Mystagogie et valorisation des signes liturgiques
Dans La Joie de l’Evangile, le pape François indique une première fonction à la catéchèse mystagogique: «une valorisation renouvelée des signes liturgiques de l’initiation chrétienne» (La Joie de l’Evangile n. 166).
Il s’agit tout d’abord, comme le dit Benoît XVI, d’interpréter les « rites à la lumière des événements salvifiques» (Sacramentum caritatis n. 64), c’est-à-dire de mettre en lumière ce que les rites nous dévoilent des mystères du salut et, tout spécialement, du mystère pascal. En quoi est-ce que j’approfondis ma connaissance des mystères du salut dans ma participation à la liturgie? Qu’est-ce que celle-ci transforme en moi? En quoi est-elle un chemin de salut pour moi?

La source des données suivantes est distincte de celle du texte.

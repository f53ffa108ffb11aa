use std::path::PathBuf;
use std::time::Duration;

use clap::Parser;
use color_eyre::Result;
use color_eyre::eyre::Report;
use envload::app::App;
use envload::command::{Command, parse_command};
use envload::config::{Config, load_config};
use envload::event::{Event, EventHandler};
use envload::logging::init_tracing;
use envload::render::OutputMode;
use envload::system::provider::SysinfoProvider;
use tracing::{info, warn};

#[derive(Parser)]
#[command(
    name = "envload",
    about = "Generate CPU and memory load and watch the host's usage"
)]
struct Cli {
    /// Path to config file
    #[arg(long)]
    config: Option<PathBuf>,

    /// CPU intensity in percent (0-100)
    #[arg(long)]
    cpu: Option<i64>,

    /// RAM intensity in percent of the memory budget (0-100)
    #[arg(long)]
    ram: Option<i64>,

    /// Start generating load immediately instead of only monitoring.
    #[arg(long, default_value_t = false)]
    start: bool,

    /// Stop and exit after this many seconds.
    #[arg(long)]
    duration: Option<u64>,

    /// Sampling interval in milliseconds
    #[arg(long)]
    sample_interval_ms: Option<u64>,

    /// CPU metric: synthetic, measured
    #[arg(long)]
    cpu_metric: Option<String>,

    /// Number of CPUs to load at 100% (0 = all available)
    #[arg(long)]
    threads: Option<usize>,

    /// Print updates as JSON lines.
    #[arg(long, default_value_t = false)]
    json: bool,
}

#[tokio::main(flavor = "current_thread")]
async fn main() -> Result<()> {
    color_eyre::install()?;

    let cli = Cli::parse();
    let (config, config_error) = load_config_for_cli(&cli);
    init_tracing(&config.logging)?;
    if let Some(err) = config_error {
        warn!(error = %format!("{err:#}"), "falling back to default config");
    }

    let mut app = App::new(&config, SysinfoProvider::new());
    if cli.start
        && let Some(reply) = app.dispatch(Command::Start)
    {
        println!("{reply}");
    }

    let result = run(&mut app, &config, cli.duration.map(Duration::from_secs)).await;
    app.shutdown();
    result
}

async fn run(app: &mut App, config: &Config, duration: Option<Duration>) -> Result<()> {
    let tick_rate = Duration::from_millis(config.general.sample_interval_ms.max(1));
    let output = OutputMode::from_str_config(&config.general.output);
    let mut events = EventHandler::with_stdin(tick_rate);
    let mut updates = app.listen();

    let deadline = async {
        match duration {
            Some(d) => tokio::time::sleep(d).await,
            None => std::future::pending::<()>().await,
        }
    };
    tokio::pin!(deadline);
    let interrupt = tokio::signal::ctrl_c();
    tokio::pin!(interrupt);

    while app.running {
        tokio::select! {
            maybe_event = events.next() => {
                let Some(event) = maybe_event else {
                    break;
                };
                match event {
                    Event::Tick => {
                        app.refresh_data();
                    }
                    Event::Input(line) => match parse_command(&line) {
                        Ok(Some(command)) => {
                            if let Some(reply) = app.dispatch(command) {
                                println!("{reply}");
                            }
                        }
                        Ok(None) => {}
                        Err(err) => println!("{err}"),
                    },
                    Event::InputClosed => info!("input closed, running until interrupted"),
                }
            }
            Some(update) = updates.next() => {
                println!("{}", output.render(&update)?);
            }
            _ = &mut deadline => {
                info!("duration elapsed");
                break;
            }
            _ = &mut interrupt => {
                info!("interrupted");
                break;
            }
        }
    }

    Ok(())
}

fn load_config_for_cli(cli: &Cli) -> (Config, Option<Report>) {
    let (mut config, error) = load_config(cli.config.as_deref());

    if let Some(cpu) = cli.cpu {
        config.load.cpu_intensity = cpu;
    }
    if let Some(ram) = cli.ram {
        config.load.ram_intensity = ram;
    }
    if let Some(rate) = cli.sample_interval_ms {
        config.general.sample_interval_ms = rate;
    }
    if let Some(ref metric) = cli.cpu_metric {
        config.general.cpu_metric = metric.clone();
    }
    if let Some(threads) = cli.threads {
        config.load.threads = threads;
    }
    if cli.json {
        config.general.output = "json".to_string();
    }

    (config, error)
}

Benoît XVI écrit encore que la catéchèse mystagogique doit «introduire au sens des signes contenus dans les rites» (Ibid.). Notre foi se dit dans les rites par mode de symboles. Toutes les dimensions de mon être sont engagées dans les rites. Il s’agit d’éduquer le fidèle à ce langage symbolique où le geste se joint à la parole. Qu’est-ce que j’exprime, par exemple, quand je fais le signe de croix en disant: «Au nom du Père, du Fils et du Saint-Esprit»? Le Catéchisme de l’Eglise catholique, qui nous livre une très belle mystagogie de la célébration du baptême (Catéchisme de l’Eglise catholique n. 1234-1245), nous dit que, réalisé au seuil du baptême, le signe de croix «marque l’empreinte du Christ sur celui qui va Lui appartenir» (n. 1235).
Mystagogie et croissance
Dans La Joie de l’Évangile, le pape François donne une seconde fonction à la catéchèse mystagogique: favoriser la «progressivité nécessaire de l’expérience de formationdans laquelle toute la communauté intervient » (La joie de l’Évangile n. 166). Pour le Pape François, l’évangélisation est un chemin de croissance non seulement dans la connaissance de la doctrine, mais aussi dans l’exercice de la charité. Ce chemin de croissance, c’est le Christ qui en a l’initiative – une initiative gratuite, par amour – en appelant chacun de nous à le suivre. Il se vit en Eglise qui est notre mère, c’est-à-dire qui nous «engendre dans la foi» et nous aide à grandir (catéchèse du Pape François du 11 septembre 2013). L’initiation chrétienne n’est dès lors pas seulement une initiation au contenu de la foi chrétienne, mais aussi à un agir chrétien sous la motion de l’Esprit-Saint.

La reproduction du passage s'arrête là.